Fecalomas, or hardened masses of food, discarded gastrointestinal cells, and digestive juice in the gastrointestinal tract, exceed fecal impactions in hardness[1]. Fecalomas commonly develop in the sigmoid colon and the rectum, which have a narrower lumen than that of the right colon[2]. Underlying diseases reported to result in fecalomas include chronic fecal impaction, Hirschsprung's disease, psychiatric disorders, and intestinal tuberculosis[3,4]. Generally, fecalomas cause intestinal obstruction, megacolon, and gastrointestinal perforation, and can even result in deep vein thrombosis and urinary tract compression on rare occassions[5-7]. Fecalomas must be treated to prevent the onset of these complications. Initial treatments include administration of laxatives, enemas, and stool extraction. When patients do not respond to these treatments, surgical extraction becomes necessary[8].

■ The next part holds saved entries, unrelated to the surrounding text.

// crates/uanodeset-rs/src/writer.rs

//! Renders a `NodeSet` document model into NodeSet2 XML text.
//!
//! The `uax:` value encodings use element names taken from data (type and
//! member names), so the document is emitted as a stream of `quick-xml`
//! events rather than through a serde model.

use crate::error::ExportError;
use crate::model::{
    Alias, Definition, Element, LocalizedElement, Model, NODESET_XMLNS, NodeSet, ReferenceElement,
    UAX_XMLNS, UaNode, XSD_XMLNS, XSI_XMLNS,
};
use quick_xml::Writer;
use quick_xml::events::{BytesDecl, BytesEnd, BytesStart, BytesText, Event};

type XmlWriter = Writer<Vec<u8>>;

/// Serializes a `NodeSet` into a UTF-8 NodeSet2 document.
///
/// # Arguments
/// * `nodeset` - The fully rendered document model.
///
/// # Returns
/// * `Result<String, ExportError>` - The indented XML text or a writing error.
pub fn write_nodeset(nodeset: &NodeSet) -> Result<String, ExportError> {
    let mut writer = Writer::new_with_indent(Vec::new(), b' ', 2);

    // 1. Declaration and root element
    writer.write_event(Event::Decl(BytesDecl::new("1.0", Some("utf-8"), None)))?;
    let mut root = BytesStart::new("UANodeSet");
    root.push_attribute(("xmlns", NODESET_XMLNS));
    root.push_attribute(("xmlns:xsi", XSI_XMLNS));
    root.push_attribute(("xmlns:uax", UAX_XMLNS));
    root.push_attribute(("xmlns:xsd", XSD_XMLNS));
    writer.write_event(Event::Start(root))?;

    // 2. Header sections
    write_namespace_uris(&mut writer, &nodeset.namespace_uris)?;
    write_models(&mut writer, &nodeset.models)?;

    // 3. Nodes, in export order
    for node in &nodeset.nodes {
        write_node(&mut writer, node)?;
    }

    // 4. Aliases
    write_aliases(&mut writer, &nodeset.aliases)?;

    writer.write_event(Event::End(BytesEnd::new("UANodeSet")))?;
    Ok(String::from_utf8(writer.into_inner())?)
}

fn write_namespace_uris(writer: &mut XmlWriter, uris: &[String]) -> Result<(), ExportError> {
    if uris.is_empty() {
        writer.write_event(Event::Empty(BytesStart::new("NamespaceUris")))?;
        return Ok(());
    }
    writer.write_event(Event::Start(BytesStart::new("NamespaceUris")))?;
    for uri in uris {
        write_text_element(writer, BytesStart::new("Uri"), uri)?;
    }
    writer.write_event(Event::End(BytesEnd::new("NamespaceUris")))?;
    Ok(())
}

fn write_models(writer: &mut XmlWriter, models: &[Model]) -> Result<(), ExportError> {
    writer.write_event(Event::Start(BytesStart::new("Models")))?;
    for model in models {
        let mut start = BytesStart::new("Model");
        start.push_attribute(("ModelUri", model.model_uri.as_str()));
        if model.required_models.is_empty() {
            writer.write_event(Event::Empty(start))?;
            continue;
        }
        writer.write_event(Event::Start(start))?;
        for required in &model.required_models {
            let mut req = BytesStart::new("RequiredModel");
            req.push_attribute(("ModelUri", required.as_str()));
            writer.write_event(Event::Empty(req))?;
        }
        writer.write_event(Event::End(BytesEnd::new("Model")))?;
    }
    writer.write_event(Event::End(BytesEnd::new("Models")))?;
    Ok(())
}

fn write_aliases(writer: &mut XmlWriter, aliases: &[Alias]) -> Result<(), ExportError> {
    if aliases.is_empty() {
        writer.write_event(Event::Empty(BytesStart::new("Aliases")))?;
        return Ok(());
    }
    writer.write_event(Event::Start(BytesStart::new("Aliases")))?;
    for alias in aliases {
        let mut start = BytesStart::new("Alias");
        start.push_attribute(("Alias", alias.alias.as_str()));
        write_text_element(writer, start, &alias.node_id)?;
    }
    writer.write_event(Event::End(BytesEnd::new("Aliases")))?;
    Ok(())
}

fn write_node(writer: &mut XmlWriter, node: &UaNode) -> Result<(), ExportError> {
    let tag = node.tag();
    let mut start = BytesStart::new(tag);
    start.push_attribute(("NodeId", node.node_id.as_str()));
    start.push_attribute(("BrowseName", node.browse_name.as_str()));
    if let Some(parent) = &node.parent_node_id {
        start.push_attribute(("ParentNodeId", parent.as_str()));
    }
    for (name, value) in &node.attributes {
        start.push_attribute((*name, value.as_str()));
    }
    writer.write_event(Event::Start(start))?;

    write_localized(writer, "DisplayName", &node.display_name)?;
    write_localized(writer, "Description", &node.description)?;
    write_references(writer, &node.references)?;
    if let Some(inverse) = &node.inverse_name {
        write_localized(writer, "InverseName", inverse)?;
    }
    if let Some(value) = &node.value {
        writer.write_event(Event::Start(BytesStart::new("Value")))?;
        write_element(writer, value)?;
        writer.write_event(Event::End(BytesEnd::new("Value")))?;
    }
    if let Some(definition) = &node.definition {
        write_definition(writer, definition)?;
    }

    writer.write_event(Event::End(BytesEnd::new(tag)))?;
    Ok(())
}

fn write_localized(
    writer: &mut XmlWriter,
    name: &str,
    text: &LocalizedElement,
) -> Result<(), ExportError> {
    let mut start = BytesStart::new(name);
    if let Some(locale) = &text.locale {
        start.push_attribute(("Locale", locale.as_str()));
    }
    write_text_element(writer, start, &text.text)
}

fn write_references(
    writer: &mut XmlWriter,
    references: &[ReferenceElement],
) -> Result<(), ExportError> {
    if references.is_empty() {
        writer.write_event(Event::Empty(BytesStart::new("References")))?;
        return Ok(());
    }
    writer.write_event(Event::Start(BytesStart::new("References")))?;
    for reference in references {
        let mut start = BytesStart::new("Reference");
        start.push_attribute(("ReferenceType", reference.reference_type.as_str()));
        // Forward is the schema default and is left implicit.
        if !reference.is_forward {
            start.push_attribute(("IsForward", "false"));
        }
        write_text_element(writer, start, &reference.target)?;
    }
    writer.write_event(Event::End(BytesEnd::new("References")))?;
    Ok(())
}

fn write_definition(writer: &mut XmlWriter, definition: &Definition) -> Result<(), ExportError> {
    let mut start = BytesStart::new("Definition");
    start.push_attribute(("Name", definition.name.as_str()));
    if definition.fields.is_empty() {
        writer.write_event(Event::Empty(start))?;
        return Ok(());
    }
    writer.write_event(Event::Start(start))?;
    for field in &definition.fields {
        let mut el = BytesStart::new("Field");
        el.push_attribute(("Name", field.name.as_str()));
        for (name, value) in &field.attributes {
            el.push_attribute((*name, value.as_str()));
        }
        writer.write_event(Event::Empty(el))?;
    }
    writer.write_event(Event::End(BytesEnd::new("Definition")))?;
    Ok(())
}

/// Writes a `uax:` element tree depth-first.
fn write_element(writer: &mut XmlWriter, element: &Element) -> Result<(), ExportError> {
    if element.children.is_empty() {
        let text = element.text.as_deref().unwrap_or_default();
        return write_text_element(writer, BytesStart::new(element.name.as_str()), text);
    }
    writer.write_event(Event::Start(BytesStart::new(element.name.as_str())))?;
    for child in &element.children {
        write_element(writer, child)?;
    }
    writer.write_event(Event::End(BytesEnd::new(element.name.as_str())))?;
    Ok(())
}

/// `<name attrs>text</name>`, collapsed to `<name attrs/>` for empty text.
fn write_text_element(
    writer: &mut XmlWriter,
    start: BytesStart<'_>,
    text: &str,
) -> Result<(), ExportError> {
    if text.is_empty() {
        writer.write_event(Event::Empty(start))?;
        return Ok(());
    }
    let end = start.to_end().into_owned();
    writer.write_event(Event::Start(start))?;
    writer.write_event(Event::Text(BytesText::new(text)))?;
    writer.write_event(Event::End(end))?;
    Ok(())
}
// crates/uanodeset-rs/tests/traversal.rs

mod common;

use common::*;
use std::collections::HashSet;
use uanodeset_rs::ids;
use uanodeset_rs::types::QualifiedName;
use uanodeset_rs::{AddressSpace, MemoryAddressSpace, MemoryNode, NoProgress, NodeId, traverse};

/// Objects → A → B → A
fn cyclic() -> (MemoryAddressSpace, NodeId, NodeId) {
    let mut space = MemoryAddressSpace::new();
    let ns = space.add_namespace("urn:cycle");
    let a = space.add_child(
        &standard(ids::OBJECTS_FOLDER),
        ids::ORGANIZES,
        MemoryNode::object(NodeId::string(ns, "A"), QualifiedName::new(ns, "A")),
    );
    let b = space.add_child(
        &a,
        ids::HAS_COMPONENT,
        MemoryNode::object(NodeId::string(ns, "B"), QualifiedName::new(ns, "B")),
    );
    space.add_reference(&b, &standard(ids::HAS_COMPONENT), &a);
    (space, a, b)
}

#[test]
fn test_cycle_terminates_with_each_node_once() {
    let (space, a, b) = cyclic();
    let traversal = traverse(&space, &space.root_node(), &mut NoProgress);

    let unique: HashSet<&NodeId> = traversal.nodes.iter().collect();
    assert_eq!(unique.len(), traversal.nodes.len());
    assert_eq!(traversal.nodes.iter().filter(|n| **n == a).count(), 1);
    assert_eq!(traversal.nodes.iter().filter(|n| **n == b).count(), 1);
    assert!(traversal.browse_failures.is_empty());
}

#[test]
fn test_traversal_from_inside_cycle() {
    let (space, a, b) = cyclic();
    let traversal = traverse(&space, &a, &mut NoProgress);
    assert_eq!(traversal.nodes, vec![a, b]);
}

#[test]
fn test_pre_order_depth_first() {
    let space = plant();
    let traversal = traverse(&space, &space.root_node(), &mut NoProgress);
    let position = |id: &NodeId| traversal.nodes.iter().position(|n| n == id).unwrap();

    assert_eq!(traversal.nodes[0], standard(ids::ROOT_FOLDER));
    assert_eq!(traversal.nodes[1], standard(ids::OBJECTS_FOLDER));
    // The whole Channel1 subtree precedes the Types folder.
    assert!(position(&channel()) < position(&device()));
    assert!(position(&device()) < position(&counter()));
    assert!(position(&setpoint()) < position(&standard(ids::TYPES_FOLDER)));
    // Children keep their browse order.
    assert!(position(&counter()) < position(&levels()));
    assert!(position(&server()) < position(&channel()));
}

#[test]
fn test_non_hierarchical_targets_not_followed() {
    let space = plant();
    let traversal = traverse(&space, &space.root_node(), &mut NoProgress);
    assert!(!traversal.nodes.contains(&channel_type()));
    assert!(!traversal.nodes.contains(&standard(ids::FOLDER_TYPE)));
}

#[test]
fn test_browse_failure_drops_only_the_subtree() {
    let space = FaultyAddressSpace::new(plant()).fail(device(), Fault::Children);
    let traversal = traverse(&space, &space.root_node(), &mut NoProgress);

    assert!(traversal.nodes.contains(&device()));
    assert!(!traversal.nodes.contains(&counter()));
    assert!(traversal.nodes.contains(&server()));
    assert!(traversal.nodes.contains(&setpoint_type()));
    assert_eq!(traversal.browse_failures.len(), 1);
    assert_eq!(traversal.browse_failures[0].0, device());
}

#[test]
fn test_failing_root_yields_only_root() {
    let space = FaultyAddressSpace::new(plant()).fail(standard(ids::ROOT_FOLDER), Fault::Children);
    let traversal = traverse(&space, &space.root_node(), &mut NoProgress);
    assert_eq!(traversal.nodes, vec![standard(ids::ROOT_FOLDER)]);
}

#[test]
fn test_progress_counts_every_node() {
    let space = plant();
    let mut last = 0usize;
    let traversal = traverse(&space, &space.root_node(), &mut |count: usize| last = count);
    assert_eq!(last, traversal.nodes.len());
}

Our patient had MCTD and presented mainly with systemic scleroderma as the underlying disease. The frequency of gastrointestinal lesions is the highest among internal organ lesions associated with scleroderma. With the combined atrophy of smooth muscle in the intrinsic muscle layer, replacement by collagen fibers, and a nervous system disorder, dilatation of the gastrointestinal tract and reduced peristaltic activity occur. The percentage of gastrointestinal tract lesions in patients with scleroderma listed as the cause of death reportedly range from 6% to 12%[9]. In our patient, reduced segmental movement and peristaltic activity of the colon attributable to MCTD led to fecal impaction that progressed to a fecaloma in the transverse colon before reaching the left colon. Her small amount of water intake, likely associated with the SMA-like syndrome due to a loss of peristasis with the scleroderma, may also have contributed to the hardened fecaloma formation.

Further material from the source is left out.